They shared a common denominator, in that they followed a pattern that has been increasingly used by curators over the last few years. The works of a given artist are featured as the central focus of an exhibition. These are then “framed” within the exhibition space by works of other artists who are connected with the main protagonist – in style, spirit, time or direction. This provides a perspective on the creativity of the main artist, giving greater understanding of his outlook and the formal qualities of all the works on display.
This model was used for the largest sole retrospective of the last few decades – the exhibition of the Sicilian master Messina at Le Scuderie del Quirinale, the former papal stables which were converted several years ago into a prestigious complex of exhibition halls, opposite the Presidential palace on the Quirinale Hill.
This exhibition in Rome was one of the most interesting representations of the Venetian school – which exported across the Apennines a number of stylistic and technical features from paintings of the Northern Renaissance. This theme became a significant feature of international exhibitions during 2006.
The success of this exhibition was shared by a display of canvases from Raphael’s Florentine period (1505 to 1508), which was presented in the halls of the Galleria Borghese and surrounded by canvases of his contemporaries. There were 60 paintings in total, drawn from many international museums, some of which have never been exhibited in Italy before.

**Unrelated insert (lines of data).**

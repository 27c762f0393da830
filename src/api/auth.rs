use std::sync::Arc;

use axum::{
    extract::FromRequestParts,
    http::{header::AUTHORIZATION, request::Parts},
};

use super::state::AppState;
use crate::domain::model::Identity;
use crate::utils::error::NumerologyError;

/// 通過驗證的呼叫者；缺少或無效的權杖會以 401 拒絕
#[derive(Debug, Clone)]
pub struct Caller(pub Identity);

impl FromRequestParts<Arc<AppState>> for Caller {
    type Rejection = NumerologyError;

    async fn from_request_parts(
        parts: &mut Parts,
        state: &Arc<AppState>,
    ) -> Result<Self, Self::Rejection> {
        let header = parts
            .headers
            .get(AUTHORIZATION)
            .and_then(|value| value.to_str().ok());

        state.verifier.verify_caller(header).map(Caller)
    }
}
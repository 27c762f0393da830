use crate::domain::model::Identity;
use crate::domain::ports::CallerVerifier;
use crate::utils::error::{NumerologyError, Result};
use jsonwebtoken::{decode, Algorithm, DecodingKey, Validation};
use serde::{Deserialize, Serialize};

/// 由登入服務簽發的 HS256 權杖內容
#[derive(Debug, Clone, Default, Serialize, Deserialize)]
#[serde(rename_all = "camelCase")]
pub struct Claims {
    #[serde(default, skip_serializing_if = "Option::is_none")]
    pub user_id: Option<u64>,
    #[serde(default, skip_serializing_if = "Option::is_none")]
    pub mobile_number: Option<String>,
    #[serde(default, skip_serializing_if = "Option::is_none")]
    pub google_id: Option<String>,
    #[serde(default, skip_serializing_if = "Option::is_none")]
    pub sub: Option<String>,
    pub exp: u64,
}

impl Claims {
    /// 依 userId → mobileNumber → googleId → sub 的順序取主體
    pub fn subject(&self) -> Option<String> {
        self.user_id
            .map(|id| id.to_string())
            .or_else(|| self.mobile_number.clone())
            .or_else(|| self.google_id.clone())
            .or_else(|| self.sub.clone())
            .filter(|s| !s.is_empty())
    }
}

/// 驗證 `Authorization: Bearer <token>`
pub struct JwtVerifier {
    key: DecodingKey,
    validation: Validation,
}

impl JwtVerifier {
    pub fn new(secret: &str) -> Self {
        Self {
            key: DecodingKey::from_secret(secret.as_bytes()),
            validation: Validation::new(Algorithm::HS256),
        }
    }
}

impl CallerVerifier for JwtVerifier {
    fn verify_caller(&self, authorization: Option<&str>) -> Result<Identity> {
        let token = authorization
            .map(|value| value.trim())
            .and_then(|value| value.strip_prefix("Bearer "))
            .map(str::trim)
            .filter(|token| !token.is_empty())
            .ok_or_else(|| NumerologyError::unauthenticated("No authentication token, access denied"))?;

        let data = decode::<Claims>(token, &self.key, &self.validation).map_err(|e| {
            tracing::warn!("Token verification failed: {}", e);
            NumerologyError::unauthenticated("Token verification failed, authorization denied")
        })?;

        data.claims
            .subject()
            .map(Identity::new)
            .ok_or_else(|| NumerologyError::unauthenticated("Token does not identify a caller"))
    }
}
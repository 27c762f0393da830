use clap::Parser;
use numerology_service::config::{Command, ValidationFile};
use numerology_service::utils::error::ErrorSeverity;
use numerology_service::utils::{logger, validation::Validate};
use numerology_service::{
    BatchProcessor, CliConfig, NumerologyEngine, NumerologyError, Reading, ValidationRules,
};

fn main() -> anyhow::Result<()> {
    let config = CliConfig::parse();

    // 初始化日誌
    logger::init_cli_logger(config.verbose);

    tracing::info!("Starting numerology CLI");
    if config.verbose {
        tracing::debug!("CLI config: {:?}", config);
    }

    // 驗證配置
    if let Err(e) = config.validate() {
        exit_with(&e);
    }

    let rules = match &config.config {
        Some(path) => ValidationFile::rules_from_file(path).unwrap_or_else(|e| exit_with(&e)),
        None => ValidationRules::default(),
    };
    let engine = NumerologyEngine::new();

    match &config.command {
        Command::Batch {
            input,
            output,
            format,
        } => {
            let processor = BatchProcessor::new(&engine, &rules);
            match processor.run_file(input, output.as_deref(), *format) {
                Ok(summary) => {
                    eprintln!(
                        "✅ Processed {} rows ({} rejected)",
                        summary.processed, summary.rejected
                    );
                }
                Err(e) => exit_with(&e),
            }
        }
        command => {
            if let Some((domain, raw)) = command.single_reading() {
                if let Err(e) = rules.check(domain, raw) {
                    exit_with(&e);
                }
                let reading = engine.compute(domain, raw);
                print_reading(&reading, config.json)?;
            }
        }
    }

    Ok(())
}

fn print_reading(reading: &Reading, json: bool) -> anyhow::Result<()> {
    if json {
        println!("{}", serde_json::to_string_pretty(reading)?);
    } else {
        println!("🔢 {} ({})", reading.input, reading.domain);
        println!("✨ Destiny number: {}", reading.destiny_number);
        println!("📖 {}", reading.interpretation);
    }
    Ok(())
}

fn exit_with(e: &NumerologyError) -> ! {
    tracing::error!(
        "❌ Numerology CLI failed: {} (Category: {:?}, Severity: {:?})",
        e,
        e.category(),
        e.severity()
    );
    eprintln!("❌ {}", e.user_friendly_message());
    eprintln!("💡 Suggestion: {}", e.recovery_suggestion());

    // 根據錯誤嚴重程度決定退出碼
    let exit_code = match e.severity() {
        ErrorSeverity::Low => 0,
        ErrorSeverity::Medium => 2,
        ErrorSeverity::High => 1,
        ErrorSeverity::Critical => 3,
    };
    std::process::exit(exit_code);
}
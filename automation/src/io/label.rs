//! Label sinks used by the binary.

use std::path::{Path, PathBuf};

use tracing::warn;

use crate::host::LabelSink;

/// Label backed by a text file, rewritten atomically on every change.
#[derive(Debug, Clone)]
pub struct FileLabel {
    path: PathBuf,
    last: Option<String>,
}

impl FileLabel {
    pub fn new(path: &Path) -> Self {
        Self {
            path: path.to_path_buf(),
            last: None,
        }
    }
}

impl LabelSink for FileLabel {
    fn set_text(&mut self, text: &str) {
        if self.last.as_deref() == Some(text) {
            return;
        }
        let mut contents = text.to_string();
        contents.push('\n');
        // Failures are only logged; `last` stays stale so the next tick retries.
        match crate::io::write_atomic(&self.path, &contents) {
            Ok(()) => self.last = Some(text.to_string()),
            Err(err) => warn!(path = %self.path.display(), error = %err, "write progress label"),
        }
    }
}

/// Label printed to stdout whenever its text changes.
#[derive(Debug, Clone, Default)]
pub struct StdoutLabel {
    last: Option<String>,
}

impl LabelSink for StdoutLabel {
    fn set_text(&mut self, text: &str) {
        if self.last.as_deref() != Some(text) {
            println!("progress {text}");
            self.last = Some(text.to_string());
        }
    }
}
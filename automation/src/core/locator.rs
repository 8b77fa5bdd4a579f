//! Resolution of the dungeon relevant right now.

use crate::host::{Dungeon, Location, RunState};

/// Dungeon the automation should work on.
///
/// An active run is authoritative and wins over whatever town the player is
/// associated with. Outside a run, the current town's dungeon is used when the
/// town has one. Missing links at any step resolve to `None`.
pub fn resolve_current_dungeon<H>(host: &H) -> Option<&dyn Dungeon>
where
    H: RunState + Location + ?Sized,
{
    if host.is_run_active() {
        if let Some(dungeon) = host.run_dungeon() {
            return Some(dungeon);
        }
    }
    town_dungeon(host)
}

/// Dungeon associated with the player's current town, ignoring any run.
pub fn town_dungeon<H>(host: &H) -> Option<&dyn Dungeon>
where
    H: Location + ?Sized,
{
    host.current_town()?.dungeon()
}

The same approach was used for the retrospective exhibition of one of the greatest Italian painters of the second half of the 20th century, Alberto Burri, who was a colourful member of the Abstract Expressionist movement. The exhibition of his works occupied the halls of the Scuderie del Quirinale until the 16th of February 2006, a date chosen to coincide with the 10th anniversary of the artist ’s death. The exhibition included more than 80 works by Burri himself and others by his contemporaries.
Other exhibitions on display were just as interesting even though they did not adopt the curatorial approach described above. More traditional methods are applied in the Complesso Vittoriano (housed in the monument to Vittorio Emmanuele) in the Piazza Venezia. A part of this national memorial has successfully served as an extremely convenient repository for many prestigious art exhibitions over the years.
It is worth mentioning two of the most successful: from February to August 2006, Modigliani (dozens of works tracing the painter ’s entire artistic career); from October 2006 to February 2007, a “paired” retrospective of Matisse and Bonnard: over 200 paintings, drawings, sculptures and documentary material comprehensively covering the life and creative output of the two post-Impressionists and their friends.
There were also works by Klee drawn from collections in Paris, Berlin, and New York in the galleries of Palazzo Ruspoli from October 2006 until January 2007 and 80 collected works by Andy Warhol in the Galleria Bramante from October 2006 to January 2007, which celebrated the gallery ’s first 10 years of activity. Co-incidentally, it was an exhibition of Warhol that originally opened the gallery.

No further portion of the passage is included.